Material for the task -
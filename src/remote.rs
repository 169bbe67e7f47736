//! The remote user resource: a REST endpoint exposing the standard CRUD surface.
//!
//! The store only consults [`RemoteDirectory::list_users`] (as a fallback data
//! source when the cache slot is empty); the app layer propagates local
//! mutations through the remaining operations best-effort.

use crate::error::RemoteError;
use crate::user::User;
use async_trait::async_trait;
use serde::Deserialize;
use std::time::Duration;
use tracing::debug;

pub const DEFAULT_BASE_URL: &str = "https://jsonplaceholder.typicode.com/users";

/// Operations offered by the remote user resource.
#[async_trait]
pub trait RemoteDirectory: Send + Sync {
    /// `GET /users` — the full collection.
    async fn list_users(&self) -> Result<Vec<User>, RemoteError>;
    /// `POST /users` — returns the id the remote assigned to the new record.
    async fn create_user(&self, user: &User) -> Result<u64, RemoteError>;
    /// `PUT /users/{id}` — replace the record.
    async fn update_user(&self, user: &User) -> Result<(), RemoteError>;
    /// `DELETE /users/{id}` — no body.
    async fn delete_user(&self, id: u64) -> Result<(), RemoteError>;
}

/// HTTP-backed implementation of [`RemoteDirectory`].
#[derive(Clone, Debug)]
pub struct HttpDirectory {
    client: reqwest::Client,
    base_url: String,
}

#[derive(Debug, Deserialize)]
struct CreatedUser {
    id: u64,
}

impl HttpDirectory {
    pub fn new(base_url: impl Into<String>) -> Result<Self, RemoteError> {
        let client = reqwest::Client::builder()
            .timeout(Duration::from_secs(30))
            .build()?;
        let base_url = base_url.into().trim_end_matches('/').to_string();
        Ok(Self { client, base_url })
    }

    fn url_for(&self, id: u64) -> String {
        format!("{}/{}", self.base_url, id)
    }

    fn check(response: reqwest::Response) -> Result<reqwest::Response, RemoteError> {
        let status = response.status();
        if status.is_success() {
            Ok(response)
        } else {
            Err(RemoteError::Status {
                status,
                url: response.url().to_string(),
            })
        }
    }
}

#[async_trait]
impl RemoteDirectory for HttpDirectory {
    async fn list_users(&self) -> Result<Vec<User>, RemoteError> {
        let response = self.client.get(&self.base_url).send().await?;
        let users: Vec<User> = Self::check(response)?.json().await?;
        debug!(count = users.len(), "fetched remote user list");
        Ok(users)
    }

    async fn create_user(&self, user: &User) -> Result<u64, RemoteError> {
        let response = self.client.post(&self.base_url).json(user).send().await?;
        let created: CreatedUser = Self::check(response)?.json().await?;
        debug!(local_id = user.id, remote_id = created.id, "created remote user");
        Ok(created.id)
    }

    async fn update_user(&self, user: &User) -> Result<(), RemoteError> {
        let response = self
            .client
            .put(self.url_for(user.id))
            .json(user)
            .send()
            .await?;
        Self::check(response)?;
        debug!(id = user.id, "updated remote user");
        Ok(())
    }

    async fn delete_user(&self, id: u64) -> Result<(), RemoteError> {
        let response = self.client.delete(self.url_for(id)).send().await?;
        Self::check(response)?;
        debug!(id, "deleted remote user");
        Ok(())
    }
}

#[cfg(test)]
mod tests {
    use super::*;

    #[test]
    fn base_url_is_normalized() {
        let dir = HttpDirectory::new("https://example.com/users/").unwrap();
        assert_eq!(dir.url_for(3), "https://example.com/users/3");
    }
}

Exercise - If a line of the entries contains "Result", it counts; give the total of such lines and nothing more.

Response for this exercise - 10